The retaliation led by General Suharto in the following weeks and months was merciless. Many people were killed and jailed without trial.
The National Human Rights Commission (Komnas Ham) estimated 500,000 to 3 million people were killed during the 1965-66 communist purge. The commission submitted its findings about 122 mass graves found in Java, Sumatra, Kalimantan, Sulawesi, Flores, and Bali.
More than a half-century later, this tragedy is remembered by Indonesians on Sept. 30. Debates continue on the need for forgiveness and the restoration of the rights of the survivors and their families.
In some parts of the country, the relatives of those accused of being communists or even just sympathizers faced discrimination and were treated like people with an infectious disease who should be kept at a distance.
Such a situation prompted human rights defenders and concerned citizens to demand the state’s apology and pursue national reconciliation. During the first tenure of his presidency, President Joko Widodo promised to apologize, but it was never done.
During the first symposium on the 1965 massacre held in 2016 — two years after Widodo became president — there was an urgent call on the government to apologize for the tragedy. However, the government said an apology would not be necessary as it would not solve the problem.
The survivors would probably not demand a government apology either. It’s not because they had forgiven or forgotten the past, but to say sorry is just not enough.
All they wanted from the government was to accept the reports on the massacre submitted by Komnas Ham and follow them up. They wanted the rights that had been stolen from them restored.
Unfortunately, while accepting the reconciliation process, the government ordered a new search for mass graves. It not only showed the government’s lack of faith in previous reports but also meant that the process had to start all over again.
Some military officials have asked Indonesians to forget the tragedy. On one hand, it is a positive call to move forward. However, at some point, there is a need for the state to apologize for what has happened. In any relationship, asking for forgiveness over failures is necessary.
An apology is a gateway to telling the truth, reconciliation and, if necessary, rewriting history based on facts.
The reform era since the fall of Suharto has seen six different presidents. It’s understandable if past human rights violations, including the massacre during the communist purge, will not be settled soon as many of the New Order loyalists are alive and powerful.
Nevertheless, Widodo has the chance to rewrite history by paying careful attention to the victims of rights abuses
Some victims of past crimes even accused Widodo of intentionally hindering the reconciliation process by appointing some controversial army generals to his circle.
Nevertheless, Widodo has the chance to rewrite history by paying careful attention to the victims of rights abuses. He has three years remaining before a new president is elected in 2024.
Widodo often says that Indonesia is a big nation and calls on citizens to stand up for the country. As president of this big nation, he must imitate the leaders of other big countries such as Japan, the Netherlands and Germany, to name just a few.

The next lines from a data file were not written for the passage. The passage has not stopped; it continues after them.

//! Tokens, melodies, and the textual formats they travel in.
//!
//! A token is written `"<pitch>-<duration>"`. The separator is the **last**
//! `-` in the text, so flats spelled with a dash (`"E-4-1.0"`) keep their
//! accidental.
//!
//! Melodies have two textual forms:
//! 1. A record: tokens joined by `", "`, which is what corpus files contain.
//! 2. An exchange document: either a JSON array of token strings, or a single
//!    JSON string holding a record.
//!
//! ```rust
//! # use melodist_core::prelude::*;
//! let a = Melody::from_exchange_json(r#"["C4-1.0", "E4-1.0"]"#).unwrap();
//! let b = Melody::from_exchange_json(r#""C4-1.0, E4-1.0""#).unwrap();
//! assert_eq!(a, b);
//! ```

use std::fmt;
use std::str::FromStr;

use serde::{Deserialize, Serialize};

use crate::error::CorpusFormatError;

/// One musical event, e.g. `"C4-1.0"`.
#[derive(Clone, Debug, PartialEq, Eq, Hash, PartialOrd, Ord, Serialize, Deserialize)]
#[serde(try_from = "String", into = "String")]
pub struct Token {
    text: String,
    separator: usize,
}

impl Token {
    /// Parses a token, trimming surrounding whitespace and stray double quotes.
    pub fn parse(raw: &str) -> Result<Self, CorpusFormatError> {
        let text = raw.trim().trim_matches('"').trim();
        let Some(separator) = text.rfind('-') else {
            return Err(CorpusFormatError::MissingSeparator {
                token: text.to_string(),
            });
        };
        if separator == 0 || separator + 1 == text.len() {
            return Err(CorpusFormatError::EmptyField {
                token: text.to_string(),
            });
        }
        Ok(Self {
            text: text.to_string(),
            separator,
        })
    }

    pub fn as_str(&self) -> &str {
        &self.text
    }

    /// The note-name-plus-octave part, e.g. `"C4"`.
    pub fn pitch(&self) -> &str {
        &self.text[..self.separator]
    }

    /// The quarter-length part, e.g. `"1.0"`.
    pub fn duration(&self) -> &str {
        &self.text[self.separator + 1..]
    }
}

impl fmt::Display for Token {
    fn fmt(&self, f: &mut fmt::Formatter<'_>) -> fmt::Result {
        f.write_str(&self.text)
    }
}

impl FromStr for Token {
    type Err = CorpusFormatError;
    fn from_str(s: &str) -> Result<Self, Self::Err> {
        Self::parse(s)
    }
}

impl TryFrom<String> for Token {
    type Error = CorpusFormatError;
    fn try_from(value: String) -> Result<Self, Self::Error> {
        Self::parse(&value)
    }
}

impl From<Token> for String {
    fn from(token: Token) -> Self {
        token.text
    }
}

impl AsRef<str> for Token {
    fn as_ref(&self) -> &str {
        &self.text
    }
}

/// An ordered sequence of tokens. Order is temporal.
#[derive(Clone, Debug, Default, PartialEq, Eq, Hash, Serialize, Deserialize)]
#[serde(transparent)]
pub struct Melody {
    tokens: Vec<Token>,
}

#[derive(Deserialize)]
#[serde(untagged)]
enum Exchange {
    Tokens(Vec<String>),
    Record(String),
}

impl Melody {
    pub fn new(tokens: Vec<Token>) -> Self {
        Self { tokens }
    }

    /// Parses a comma delimited record. Empty records and empty or malformed
    /// tokens are rejected.
    pub fn parse_record(record: &str) -> Result<Self, CorpusFormatError> {
        let record = record.trim().trim_matches('"');
        if record.trim().is_empty() {
            return Err(CorpusFormatError::EmptyRecord);
        }
        record
            .split(',')
            .map(Token::parse)
            .collect::<Result<Vec<_>, _>>()
            .map(Self::new)
    }

    /// Parses an exchange document: a JSON array of tokens or a JSON string
    /// holding a record.
    pub fn from_exchange_json(json: &str) -> Result<Self, CorpusFormatError> {
        let exchange: Exchange = serde_json::from_str(json)
            .map_err(|e| CorpusFormatError::InvalidExchange(e.to_string()))?;
        match exchange {
            Exchange::Tokens(tokens) => tokens
                .iter()
                .map(|t| Token::parse(t))
                .collect::<Result<Vec<_>, _>>()
                .map(Self::new),
            Exchange::Record(record) => Self::parse_record(&record),
        }
    }

    /// Tokens joined with `", "`.
    pub fn to_record(&self) -> String {
        self.tokens
            .iter()
            .map(Token::as_str)
            .collect::<Vec<_>>()
            .join(", ")
    }

    /// The melody as a JSON array of token strings.
    pub fn to_json_array(&self) -> Result<String, serde_json::Error> {
        serde_json::to_string(self)
    }

    /// The melody as a single JSON string holding its record.
    pub fn to_json_record(&self) -> Result<String, serde_json::Error> {
        serde_json::to_string(&self.to_record())
    }

    pub fn tokens(&self) -> &[Token] {
        &self.tokens
    }

    pub fn len(&self) -> usize {
        self.tokens.len()
    }

    pub fn is_empty(&self) -> bool {
        self.tokens.is_empty()
    }

    /// Keeps at most `max_len` tokens from the start of the melody.
    pub fn truncate(&mut self, max_len: usize) {
        self.tokens.truncate(max_len);
    }

    pub fn iter(&self) -> std::slice::Iter<'_, Token> {
        self.tokens.iter()
    }

    pub fn into_tokens(self) -> Vec<Token> {
        self.tokens
    }
}

impl From<Vec<Token>> for Melody {
    fn from(tokens: Vec<Token>) -> Self {
        Self::new(tokens)
    }
}

impl FromIterator<Token> for Melody {
    fn from_iter<I: IntoIterator<Item = Token>>(iter: I) -> Self {
        Self::new(iter.into_iter().collect())
    }
}

impl<'a> IntoIterator for &'a Melody {
    type Item = &'a Token;
    type IntoIter = std::slice::Iter<'a, Token>;
    fn into_iter(self) -> Self::IntoIter {
        self.tokens.iter()
    }
}

#[cfg(test)]
mod tests {
    use super::*;

    #[test]
    fn test_token_splits_on_last_dash() {
        let t = Token::parse("E-4-1.5").unwrap();
        assert_eq!(t.pitch(), "E-4");
        assert_eq!(t.duration(), "1.5");

        let t = Token::parse("  \"C4-1.0\" ").unwrap();
        assert_eq!(t.as_str(), "C4-1.0");
    }

    #[test]
    fn test_token_rejects_missing_separator() {
        assert_eq!(
            Token::parse("C4"),
            Err(CorpusFormatError::MissingSeparator {
                token: "C4".into()
            })
        );
        assert!(matches!(
            Token::parse("C4-"),
            Err(CorpusFormatError::EmptyField { .. })
        ));
        assert!(matches!(
            Token::parse("-1.0"),
            Err(CorpusFormatError::EmptyField { .. })
        ));
    }

    #[test]
    fn test_record_round_trip() {
        let record = "C4-1.0, D4-0.5, E-4-1.0, C4-2.0";
        let melody = Melody::parse_record(record).unwrap();
        assert_eq!(melody.len(), 4);
        assert_eq!(melody.to_record(), record);
    }

    #[test]
    fn test_record_without_spaces() {
        let melody = Melody::parse_record("C4-1.0,D4-1.0").unwrap();
        assert_eq!(melody.to_record(), "C4-1.0, D4-1.0");
    }

    #[test]
    fn test_empty_record() {
        assert_eq!(Melody::parse_record("  "), Err(CorpusFormatError::EmptyRecord));
        assert!(Melody::parse_record("C4-1.0, ").is_err());
    }

    #[test]
    fn test_exchange_forms_agree() {
        let melody = Melody::parse_record("C4-1.0, E4-1.0, G4-0.25").unwrap();

        let array = melody.to_json_array().unwrap();
        assert_eq!(array, r#"["C4-1.0","E4-1.0","G4-0.25"]"#);
        assert_eq!(Melody::from_exchange_json(&array).unwrap(), melody);

        let record = melody.to_json_record().unwrap();
        assert_eq!(record, r#""C4-1.0, E4-1.0, G4-0.25""#);
        assert_eq!(Melody::from_exchange_json(&record).unwrap(), melody);
    }

    #[test]
    fn test_exchange_rejects_other_json() {
        assert!(matches!(
            Melody::from_exchange_json("{\"a\": 1}"),
            Err(CorpusFormatError::InvalidExchange(_))
        ));
        assert!(Melody::from_exchange_json(r#"["C4"]"#).is_err());
    }
}
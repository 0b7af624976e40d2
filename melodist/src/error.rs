use std::path::PathBuf;

use melodist_core::error::{CorpusFormatError, VocabularyError};
use thiserror::Error;

/// Everything that can go wrong between a corpus and a generated melody.
#[derive(Error, Debug)]
pub enum MelodyError {
    #[error(transparent)]
    Corpus(#[from] CorpusFormatError),

    #[error(transparent)]
    Vocabulary(#[from] VocabularyError),

    /// Tensor dimensions that cannot be combined. Fatal to the current batch
    /// or generation call.
    #[error("shape mismatch: {0}")]
    Shape(String),

    #[error("tensor operation failed: {0:?}")]
    Tensor(dfdx::tensor::Error),

    /// A model artifact that is missing, unreadable or malformed.
    #[error("{}: {reason}", path.display())]
    Resource { path: PathBuf, reason: String },

    #[error("invalid configuration: {0}")]
    Config(String),

    #[error(transparent)]
    Io(#[from] std::io::Error),

    #[error(transparent)]
    Json(#[from] serde_json::Error),

    #[error("note-event export failed: {0}")]
    Midi(String),
}

impl From<dfdx::tensor::Error> for MelodyError {
    fn from(e: dfdx::tensor::Error) -> Self {
        Self::Tensor(e)
    }
}

impl MelodyError {
    pub(crate) fn resource(path: impl Into<PathBuf>, reason: impl ToString) -> Self {
        Self::Resource {
            path: path.into(),
            reason: reason.to_string(),
        }
    }
}

pub type Result<T, E = MelodyError> = std::result::Result<T, E>;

The Japanese and Dutch governments have apologized — each twice — to Indonesians for the crimes they committed during colonial times. During his visit to Indonesia in March 2020, King Willem-Alexander of the Netherlands asked for forgiveness for the second time when he met President Widodo.
The Indonesian president should also have a big heart like German chancellor Angela Merkel, who apologized to the world’s citizens for Nazi atrocities including the Holocaust.
Dealing with the victims of the anti-communism massacre requires a leader who can set aside political debates which often drag politicians back to the evilness of debunked communism.
Instead, focus on the people, the survivors. They are part of us and in dire need of a better life.
The views expressed in this article are those of the author and do not necessarily reflect the official editorial position of UCA News.